Zero Latency are masters of crafting exciting VR entertainment in locations all over the world, including one near our HQ in Nottingham that we have been to… a lot! We are working closely with their talented team, and using their groundbreaking platform and technology, we know this partnership is going to generate an amazing VR experience that will surprise and delight anyone who’s ever wanted to be a Space Marine. Taking customers inside the world of a Space Marine for the first time is a dream come true, and building the experience from the ground up here at Zero Latency for our next generation platform makes it even more exciting

Scott Vandokelaar, CTO Zero Latency

Na koniec dodam, że w Polsce niestety nie mamy możliwości posmakowania takiej zabawy. Najbliższy adres znajduje się u naszych zachodnich sąsiadów. Tym samym nam pozostaje nasze domowe zacisze. Ale z tymi kartami doświadczenie może być wyrywające z butów.

NVIDIA pokazała nowe karty serii RTX40xx

Firma zaprezentowała właśnie pierwsze karty graficzne GeForce nowej generacji: RTX 4080 i RTX 4090. RTX 4080 jest dostępny w dwóch wariantach; jeden z 7680 rdzeniami CUDA i 12 GB VRAM od $899 dolarów, a drugi z 9728 rdzeniami CUDA i 16 GB VRAM od $1199 dolarów.

RTX 4090 ma 16384 rdzenie CUDA i 24 GB VRAM w cenie od $1599 dolarów. Osiąga 83 teraflopy wydajności, co czyni go najpotężniejszym procesorem graficznym do gier na świecie!
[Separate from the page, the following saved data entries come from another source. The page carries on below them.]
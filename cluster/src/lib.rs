// Copyright 2022-2023 CeresDB Project Authors. Licensed under Apache-2.0.

//! Cluster metadata of the meta server.
//!
//! [`metadata::ClusterMetadata`] owns every persistent record of one cluster
//! and is the only place mutating them; all other components work on
//! immutable [`types::Snapshot`]s or go through the procedure engine.

#[macro_use]
extern crate common_util;

use common_types::shard::{ShardId, ShardVersion};
use snafu::{Backtrace, Snafu};

pub mod manager;
pub mod metadata;
pub mod shard_watch;
pub mod table_manager;
pub mod topology;
pub mod types;

#[derive(Debug, Snafu)]
#[snafu(visibility = "pub")]
pub enum Error {
    #[snafu(display("Invalid arguments, msg:{}.\nBacktrace:\n{}", msg, backtrace))]
    InvalidArguments { msg: String, backtrace: Backtrace },

    #[snafu(display("Failed to access meta storage, msg:{}, err:{}", msg, source))]
    MetaStorageFailure {
        msg: String,
        source: meta_storage::Error,
    },

    #[snafu(display("Failed to alloc id, msg:{}, err:{}", msg, source))]
    AllocId {
        msg: String,
        source: common_util::error::GenericError,
    },

    #[snafu(display("Cluster not found, cluster_name:{}.\nBacktrace:\n{}", cluster_name, backtrace))]
    ClusterNotFound {
        cluster_name: String,
        backtrace: Backtrace,
    },

    #[snafu(display(
        "Cluster already exists, cluster_name:{}.\nBacktrace:\n{}",
        cluster_name,
        backtrace
    ))]
    ClusterAlreadyExists {
        cluster_name: String,
        backtrace: Backtrace,
    },

    #[snafu(display("Schema not found, schema_name:{}.\nBacktrace:\n{}", schema_name, backtrace))]
    SchemaNotFound {
        schema_name: String,
        backtrace: Backtrace,
    },

    #[snafu(display("Table not found, msg:{}.\nBacktrace:\n{}", msg, backtrace))]
    TableNotFound { msg: String, backtrace: Backtrace },

    #[snafu(display("Table already exists, msg:{}.\nBacktrace:\n{}", msg, backtrace))]
    TableAlreadyExists { msg: String, backtrace: Backtrace },

    #[snafu(display("Shard not found, msg:{}.\nBacktrace:\n{}", msg, backtrace))]
    ShardNotFound { msg: String, backtrace: Backtrace },

    #[snafu(display(
        "Shard version mismatch, shard_id:{}, expect_version:{}, curr_version:{}.\nBacktrace:\n{}",
        shard_id,
        expect_version,
        curr_version,
        backtrace
    ))]
    ShardVersionMismatch {
        shard_id: ShardId,
        expect_version: ShardVersion,
        curr_version: ShardVersion,
        backtrace: Backtrace,
    },

    #[snafu(display("Invalid cluster state, msg:{}.\nBacktrace:\n{}", msg, backtrace))]
    InvalidClusterState { msg: String, backtrace: Backtrace },
}

define_result!(Error);

impl Error {
    /// A version mismatch is recoverable, the caller may retry on a fresh
    /// snapshot.
    pub fn is_recoverable(&self) -> bool {
        matches!(self, Error::ShardVersionMismatch { .. })
    }
}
To może teraz trochę mądrości dla tych co lubią cyferki i nanomilimetry. Seria RTX 40 jest obsługiwana przez nową architekturę NVIDIA nazwaną Ada Lovelace, która wprowadza naprawdę sporo nowości. Pierwszą z nich jest węzeł procesowy TSMC 4 nm – dla przypomnienia dodam, że poprzednia architektura Ampere wykorzystywała węzeł procesowy 8 nm od Samsunga. Rdzenie ray tracingu trzeciej generacji zapewniają ponad dwukrotnie wyższą wydajność ray tracingu niż w przypadku Ampere. Mamy również silniki mikromapy krycia (Opacity Micro-Map Engines) i silniki mikro-siatki (Micro-Mesh Engines), dwie nowe funkcje sprzętowe, które przyspieszają procesy związane ze śledzeniem promieni. Shader Execution Reordering poprawia wydajność shaderów nawet dwukrotnie podczas korzystania z ray tracingu, co według twórców poprawia liczbę klatek na sekundę o 25%. Ufff. W skrócie: ma być lepiej, ładniej, szybciej i… obawiam się, że bardziej prądożerniej.

(GRY)ziony weekend

Długo oczekiwany mod VR do Half-Life 2 (2004) jest dostępny za darmo w wersji beta od kilku dni, wprowadzając do kultowego tytułu Valve niemal natywny poziom immersji VR, na który czekaliśmy.

Cała lista funkcji jakie zostały wprowadzone do moda została opublikowana na stronie moda.

A tymczasem… nie E(X)p(R)esowego weekendu Wam życzymy.